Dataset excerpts
☆ ☆ ☆ ☆ ☆ ☆ ☆
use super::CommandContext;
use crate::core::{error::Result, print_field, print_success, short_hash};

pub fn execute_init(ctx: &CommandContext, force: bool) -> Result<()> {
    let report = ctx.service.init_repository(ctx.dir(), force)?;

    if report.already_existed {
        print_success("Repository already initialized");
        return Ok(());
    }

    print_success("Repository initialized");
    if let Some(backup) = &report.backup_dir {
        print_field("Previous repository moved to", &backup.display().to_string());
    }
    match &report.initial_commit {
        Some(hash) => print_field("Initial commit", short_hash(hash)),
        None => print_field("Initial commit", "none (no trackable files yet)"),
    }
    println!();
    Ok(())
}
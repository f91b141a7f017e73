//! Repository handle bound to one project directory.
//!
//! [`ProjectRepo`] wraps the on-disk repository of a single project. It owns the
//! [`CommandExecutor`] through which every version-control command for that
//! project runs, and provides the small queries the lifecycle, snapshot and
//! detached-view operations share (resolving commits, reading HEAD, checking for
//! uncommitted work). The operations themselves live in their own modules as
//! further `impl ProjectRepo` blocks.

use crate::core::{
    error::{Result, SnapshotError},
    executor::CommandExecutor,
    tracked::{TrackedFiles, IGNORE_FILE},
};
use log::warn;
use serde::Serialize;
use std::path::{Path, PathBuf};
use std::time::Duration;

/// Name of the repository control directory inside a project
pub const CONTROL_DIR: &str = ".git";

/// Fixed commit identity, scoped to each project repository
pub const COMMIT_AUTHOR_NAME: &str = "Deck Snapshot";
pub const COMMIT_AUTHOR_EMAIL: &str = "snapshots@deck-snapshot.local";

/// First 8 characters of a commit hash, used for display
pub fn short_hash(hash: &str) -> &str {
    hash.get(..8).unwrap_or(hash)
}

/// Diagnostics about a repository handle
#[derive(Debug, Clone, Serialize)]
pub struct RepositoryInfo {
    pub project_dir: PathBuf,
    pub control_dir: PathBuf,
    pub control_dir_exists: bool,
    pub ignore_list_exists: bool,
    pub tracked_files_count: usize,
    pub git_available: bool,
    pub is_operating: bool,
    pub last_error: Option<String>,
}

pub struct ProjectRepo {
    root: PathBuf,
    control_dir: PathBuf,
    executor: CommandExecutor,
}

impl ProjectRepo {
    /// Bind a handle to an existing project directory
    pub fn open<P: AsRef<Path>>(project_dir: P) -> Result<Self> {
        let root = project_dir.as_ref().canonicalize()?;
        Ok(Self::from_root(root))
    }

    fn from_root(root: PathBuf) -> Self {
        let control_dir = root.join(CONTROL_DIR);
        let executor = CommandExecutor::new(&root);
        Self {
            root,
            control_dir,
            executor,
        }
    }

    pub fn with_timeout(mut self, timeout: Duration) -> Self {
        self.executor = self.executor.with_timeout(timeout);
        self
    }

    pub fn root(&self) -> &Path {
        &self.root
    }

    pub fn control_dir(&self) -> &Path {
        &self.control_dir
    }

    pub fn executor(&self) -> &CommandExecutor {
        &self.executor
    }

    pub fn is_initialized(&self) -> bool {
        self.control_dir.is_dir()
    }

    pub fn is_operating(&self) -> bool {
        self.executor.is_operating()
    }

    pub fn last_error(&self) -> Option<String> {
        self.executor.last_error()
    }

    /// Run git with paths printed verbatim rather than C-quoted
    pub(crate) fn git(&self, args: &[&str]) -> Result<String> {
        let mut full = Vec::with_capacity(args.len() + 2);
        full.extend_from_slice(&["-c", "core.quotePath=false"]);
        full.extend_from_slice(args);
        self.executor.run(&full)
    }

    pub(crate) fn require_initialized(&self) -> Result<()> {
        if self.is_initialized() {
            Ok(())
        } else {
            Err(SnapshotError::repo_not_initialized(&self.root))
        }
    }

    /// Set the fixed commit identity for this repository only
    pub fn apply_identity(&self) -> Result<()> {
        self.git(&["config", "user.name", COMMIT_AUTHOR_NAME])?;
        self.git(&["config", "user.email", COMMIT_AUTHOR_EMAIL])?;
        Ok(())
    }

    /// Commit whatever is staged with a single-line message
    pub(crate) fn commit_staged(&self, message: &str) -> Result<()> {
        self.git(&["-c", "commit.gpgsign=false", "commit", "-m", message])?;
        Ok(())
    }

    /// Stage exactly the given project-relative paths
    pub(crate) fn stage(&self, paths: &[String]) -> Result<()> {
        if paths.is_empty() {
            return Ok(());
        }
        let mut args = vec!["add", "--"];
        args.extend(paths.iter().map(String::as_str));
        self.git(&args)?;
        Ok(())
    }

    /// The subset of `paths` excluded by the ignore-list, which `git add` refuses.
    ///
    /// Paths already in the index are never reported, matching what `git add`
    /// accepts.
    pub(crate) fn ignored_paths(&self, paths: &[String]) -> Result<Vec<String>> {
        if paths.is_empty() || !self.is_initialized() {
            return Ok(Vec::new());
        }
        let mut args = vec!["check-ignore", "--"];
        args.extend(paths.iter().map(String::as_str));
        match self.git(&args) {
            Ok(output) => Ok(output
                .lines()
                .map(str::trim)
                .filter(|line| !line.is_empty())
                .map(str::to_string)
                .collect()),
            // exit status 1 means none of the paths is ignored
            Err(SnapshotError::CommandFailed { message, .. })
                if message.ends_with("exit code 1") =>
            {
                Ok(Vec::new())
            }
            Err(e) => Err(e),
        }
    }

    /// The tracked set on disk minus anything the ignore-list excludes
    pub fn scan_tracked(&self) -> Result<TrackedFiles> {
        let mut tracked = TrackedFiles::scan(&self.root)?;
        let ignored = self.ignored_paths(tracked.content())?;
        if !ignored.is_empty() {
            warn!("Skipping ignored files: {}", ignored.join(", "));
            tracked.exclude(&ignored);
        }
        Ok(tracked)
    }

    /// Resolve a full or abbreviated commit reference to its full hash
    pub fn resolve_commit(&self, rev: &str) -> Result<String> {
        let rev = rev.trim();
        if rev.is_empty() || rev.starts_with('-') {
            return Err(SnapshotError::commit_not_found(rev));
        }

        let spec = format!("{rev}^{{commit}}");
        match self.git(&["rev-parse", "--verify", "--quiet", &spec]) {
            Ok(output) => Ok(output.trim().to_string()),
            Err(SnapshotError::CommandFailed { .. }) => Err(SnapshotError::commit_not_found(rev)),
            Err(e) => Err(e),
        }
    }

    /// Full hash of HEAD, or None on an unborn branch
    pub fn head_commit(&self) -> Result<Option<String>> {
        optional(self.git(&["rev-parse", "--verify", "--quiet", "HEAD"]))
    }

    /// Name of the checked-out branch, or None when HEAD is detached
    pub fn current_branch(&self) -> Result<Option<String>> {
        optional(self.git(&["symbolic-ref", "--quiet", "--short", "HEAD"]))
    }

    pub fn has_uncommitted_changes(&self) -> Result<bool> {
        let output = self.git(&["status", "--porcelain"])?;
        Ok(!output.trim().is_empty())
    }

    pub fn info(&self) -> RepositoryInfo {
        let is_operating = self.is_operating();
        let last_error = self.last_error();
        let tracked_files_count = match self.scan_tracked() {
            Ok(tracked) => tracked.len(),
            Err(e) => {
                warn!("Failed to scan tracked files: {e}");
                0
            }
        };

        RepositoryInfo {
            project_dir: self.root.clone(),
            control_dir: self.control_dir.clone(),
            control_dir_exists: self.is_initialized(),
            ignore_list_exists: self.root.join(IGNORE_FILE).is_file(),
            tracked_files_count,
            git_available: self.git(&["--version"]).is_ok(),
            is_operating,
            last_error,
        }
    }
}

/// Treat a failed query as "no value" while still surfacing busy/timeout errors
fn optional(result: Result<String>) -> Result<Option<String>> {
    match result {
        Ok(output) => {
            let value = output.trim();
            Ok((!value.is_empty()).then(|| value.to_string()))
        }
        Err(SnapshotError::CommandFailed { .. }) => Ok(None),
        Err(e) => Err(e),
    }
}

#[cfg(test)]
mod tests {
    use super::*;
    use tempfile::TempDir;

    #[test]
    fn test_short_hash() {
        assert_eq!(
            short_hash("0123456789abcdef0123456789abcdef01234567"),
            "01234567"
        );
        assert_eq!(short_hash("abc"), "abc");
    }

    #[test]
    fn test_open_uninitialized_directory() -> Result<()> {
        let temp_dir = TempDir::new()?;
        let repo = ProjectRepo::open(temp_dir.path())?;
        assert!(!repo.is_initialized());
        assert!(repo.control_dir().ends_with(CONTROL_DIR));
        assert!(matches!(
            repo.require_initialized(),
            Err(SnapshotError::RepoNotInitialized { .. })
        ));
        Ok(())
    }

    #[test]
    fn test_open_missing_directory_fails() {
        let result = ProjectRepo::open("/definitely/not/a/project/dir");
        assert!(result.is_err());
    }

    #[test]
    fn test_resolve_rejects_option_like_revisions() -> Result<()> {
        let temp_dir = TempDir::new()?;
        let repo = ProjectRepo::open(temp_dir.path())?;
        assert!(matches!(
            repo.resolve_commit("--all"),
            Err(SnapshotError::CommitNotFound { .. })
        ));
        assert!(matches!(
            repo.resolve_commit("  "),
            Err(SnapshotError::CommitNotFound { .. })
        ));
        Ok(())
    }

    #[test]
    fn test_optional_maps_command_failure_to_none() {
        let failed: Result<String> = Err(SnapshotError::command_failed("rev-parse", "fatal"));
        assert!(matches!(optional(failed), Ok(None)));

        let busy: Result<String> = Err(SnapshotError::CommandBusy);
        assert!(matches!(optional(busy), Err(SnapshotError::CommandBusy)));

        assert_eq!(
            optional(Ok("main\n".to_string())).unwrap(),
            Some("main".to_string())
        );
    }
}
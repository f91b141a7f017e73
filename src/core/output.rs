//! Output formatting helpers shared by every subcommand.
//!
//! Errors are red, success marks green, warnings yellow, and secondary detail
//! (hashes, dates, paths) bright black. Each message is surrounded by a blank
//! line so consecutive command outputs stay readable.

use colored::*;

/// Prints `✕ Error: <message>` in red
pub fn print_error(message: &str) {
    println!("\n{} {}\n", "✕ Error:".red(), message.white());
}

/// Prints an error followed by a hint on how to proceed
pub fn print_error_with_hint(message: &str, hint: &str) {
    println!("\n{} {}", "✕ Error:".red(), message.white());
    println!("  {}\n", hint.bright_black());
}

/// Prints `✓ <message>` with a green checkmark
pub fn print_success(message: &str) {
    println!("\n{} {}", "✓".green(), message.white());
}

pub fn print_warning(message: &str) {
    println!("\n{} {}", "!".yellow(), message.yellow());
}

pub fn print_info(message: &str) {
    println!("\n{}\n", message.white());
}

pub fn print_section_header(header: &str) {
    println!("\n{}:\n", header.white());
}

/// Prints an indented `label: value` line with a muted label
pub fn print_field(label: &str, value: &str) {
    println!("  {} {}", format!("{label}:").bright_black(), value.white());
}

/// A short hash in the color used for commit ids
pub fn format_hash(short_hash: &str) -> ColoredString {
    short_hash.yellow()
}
☆ ☆ ☆ ☆ ☆ ☆ ☆
(WHAT IS EXPECTED)
Only the lines from the beginning of the data above through the line containing "if let Some(backup)" should be repeated, exactly as they appear.

(SOLUTION TO THE EXERCISE)
use super::CommandContext;
use crate::core::{error::Result, print_field, print_success, short_hash};

pub fn execute_init(ctx: &CommandContext, force: bool) -> Result<()> {
    let report = ctx.service.init_repository(ctx.dir(), force)?;

    if report.already_existed {
        print_success("Repository already initialized");
        return Ok(());
    }

    print_success("Repository initialized");
    if let Some(backup) = &report.backup_dir {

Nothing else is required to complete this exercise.